While I was gone, Linda stayed and Donna stayed one night. It was the usual, which is HARD. Even with help it is hard. It’s horrible for him, and just plain hard on any caregiver. It’s hard on your body and your mind, mostly your heart.
The Happy Dance is for 100% engraftment of Ashton’s donor’s cell’s based on preliminary test results. Everyone did a happy dance! And then we were sort of crestfallen…it’s wonderful news because it indicates he’s cancer-free RIGHT THIS SECOND. Then, I was on the phone with several doctors, frustratingly so, trying to get to the bottom of the next PROBLEM(s). To be honest, without any medical background, I could have (and did) tell them there was a problem weeks ago. Standard answer was always, “it’s just part of engraftment”. “It’s normal for this many days out from transplant.” Hey, what the hell do I know about BMT? Nothing. But, I recognize pain. I also recognize the passing of time. They kept saying that the first two weeks were they hardest and it just kept getting harder and I kept getting the same answers. I would just nod and smile and say thank you.
Not anymore, folks. I’m going to be THAT mom.
Suddenly, the doctors who said Ashton was not a patient who was, “keeping them up at night” <oh, that comment pissed me OFF. are worried. Given, they were concerned about his liver last week. But they had kind of led me to believe I had the final say, ultimately, if he got an NG tube.
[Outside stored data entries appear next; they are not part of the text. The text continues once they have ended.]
//! Accuracy scoring over a finished result store.
//!
//! Scoring reads only from the keyed store, never from mutated shared
//! tabular state, so computing it twice over the same store always returns
//! the same numbers.

use std::collections::BTreeMap;

use serde::Serialize;

use crate::item::WorkItem;
use crate::store::ResultStore;

/// Correct/total tally for one true label.
#[derive(Debug, Clone, Copy, Default, PartialEq, Eq, Serialize)]
pub struct LabelTally {
    pub total: usize,
    pub correct: usize,
}

/// Accuracy summary for one batch.
///
/// Only items carrying a ground-truth label are scored; a failed call counts
/// as incorrect for its item.
#[derive(Debug, Clone, Default, PartialEq, Eq, Serialize)]
pub struct Scorecard {
    /// Items with a ground-truth label.
    pub scored: usize,
    /// Items where the predicted label equals the truth.
    pub correct: usize,
    /// Per-true-label breakdown, sorted by label.
    pub per_label: BTreeMap<String, LabelTally>,
}

impl Scorecard {
    /// `mean(predicted == truth)`, or `None` when nothing was scorable.
    pub fn accuracy(&self) -> Option<f64> {
        if self.scored == 0 {
            None
        } else {
            Some(self.correct as f64 / self.scored as f64)
        }
    }
}

/// Score a finished batch against the items' ground truth.
pub fn score(items: &[WorkItem], store: &ResultStore) -> Scorecard {
    let mut card = Scorecard::default();

    for item in items {
        let Some(truth) = item.truth.as_deref() else { continue };
        card.scored += 1;
        let tally = card.per_label.entry(truth.to_string()).or_default();
        tally.total += 1;

        if store.label(&item.key).as_deref() == Some(truth) {
            card.correct += 1;
            tally.correct += 1;
        }
    }

    card
}
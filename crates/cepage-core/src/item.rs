//! Work items and their terminal results.
//!
//! A [`WorkItem`] is one unit of inference work: a unique identity key, the
//! rendered input payload sent to the model, and an optional ground-truth
//! label used for scoring.  After a batch completes, every item has exactly
//! one [`InferenceResult`] — never zero, never more than one.

use serde::{Deserialize, Serialize};

/// One unit of inference work.
///
/// `key` must be unique within a batch; insertion order defines the canonical
/// iteration order used by the sequential mode.
#[derive(Debug, Clone, PartialEq, Eq, Serialize, Deserialize)]
pub struct WorkItem {
    /// Identity key, unique within a batch.
    pub key: String,
    /// Input payload for the model (the fully rendered prompt).
    pub input: String,
    /// Ground-truth label, when known.
    pub truth: Option<String>,
}

impl WorkItem {
    pub fn new(key: impl Into<String>, input: impl Into<String>) -> Self {
        Self { key: key.into(), input: input.into(), truth: None }
    }

    pub fn with_truth(mut self, truth: impl Into<String>) -> Self {
        self.truth = Some(truth.into());
        self
    }
}

// ── Results ───────────────────────────────────────────────────────────────────

/// Why an item's inference call failed.
#[derive(Debug, Clone, Copy, PartialEq, Eq, Serialize, Deserialize)]
#[serde(rename_all = "snake_case")]
pub enum FailureKind {
    /// Network or upstream-service error; might succeed in a later batch.
    Transient,
    /// The response did not parse into the expected structured label, or the
    /// label fell outside the allowed enumeration.
    Malformed,
    /// The call exceeded the configured per-call time limit.
    Timeout,
}

/// Terminal failure recorded for an item.  Terminal within the batch: the
/// dispatcher never retries (callers may re-batch failed keys manually).
#[derive(Debug, Clone, PartialEq, Eq, Serialize, Deserialize)]
pub struct Failure {
    pub kind: FailureKind,
    pub message: String,
}

impl Failure {
    pub fn new(kind: FailureKind, message: impl Into<String>) -> Self {
        Self { kind, message: message.into() }
    }
}

impl std::fmt::Display for Failure {
    fn fmt(&self, f: &mut std::fmt::Formatter<'_>) -> std::fmt::Result {
        let kind = match self.kind {
            FailureKind::Transient => "transient",
            FailureKind::Malformed => "malformed",
            FailureKind::Timeout => "timeout",
        };
        write!(f, "{kind}: {}", self.message)
    }
}

/// Terminal outcome of one inference call.
#[derive(Debug, Clone, PartialEq, Eq, Serialize, Deserialize)]
#[serde(rename_all = "snake_case")]
pub enum Outcome {
    /// The model returned a label from the allowed enumeration.
    Label(String),
    /// The call failed; the failure is terminal for this item.
    Failed(Failure),
}

impl Outcome {
    pub fn is_success(&self) -> bool {
        matches!(self, Outcome::Label(_))
    }

    /// The predicted label, when the call succeeded.
    pub fn label(&self) -> Option<&str> {
        match self {
            Outcome::Label(l) => Some(l),
            Outcome::Failed(_) => None,
        }
    }
}

/// The single terminal record produced for a [`WorkItem`].
#[derive(Debug, Clone, PartialEq, Eq, Serialize, Deserialize)]
pub struct InferenceResult {
    /// Identity key of the item this result belongs to.
    pub key: String,
    pub outcome: Outcome,
    /// Wall-clock latency of the inference call, in milliseconds.
    pub latency_ms: u64,
    /// Number of calls issued for this item.  Always 1 today; kept explicit
    /// so a retry extension does not change the record shape.
    pub attempts: u32,
}

#[cfg(test)]
mod tests {
    use super::*;

    #[test]
    fn outcome_accessors() {
        let ok = Outcome::Label("Riesling".into());
        assert!(ok.is_success());
        assert_eq!(ok.label(), Some("Riesling"));

        let failed = Outcome::Failed(Failure::new(FailureKind::Transient, "502"));
        assert!(!failed.is_success());
        assert_eq!(failed.label(), None);
    }

    #[test]
    fn failure_display_names_kind() {
        let f = Failure::new(FailureKind::Timeout, "no response within 30s");
        assert_eq!(f.to_string(), "timeout: no response within 30s");
    }

    #[test]
    fn result_roundtrips_through_json() {
        let res = InferenceResult {
            key: "row-3".into(),
            outcome: Outcome::Label("Malbec".into()),
            latency_ms: 412,
            attempts: 1,
        };
        let json = serde_json::to_string(&res).unwrap();
        let back: InferenceResult = serde_json::from_str(&json).unwrap();
        assert_eq!(back, res);
    }
}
Today, he’s just getting one, no matter what. He’s getting a stomach biopsy, as well. That is to look for the GvHD that they are suspecting he may have based on his prolonged illness in his gut. His insides are just icky. His body doesn’t seem to like these cells and that’s not a shocker. He doesn’t like other people’s plasma or platelets either. He tends to have a reaction to them. So an entirely new bloodline? I’m not surprised his stubborn little body is fighting it. It’s supposed to fight it a bit, but not like this.
He’s also getting his next bone marrow aspiration to confirm (hopefully) the absence of cancer in the marrow. If there are no cells hiding there right now, they can likely treat any GvHD and get us out of this mess?
We want to do a long-term happy dance. ok?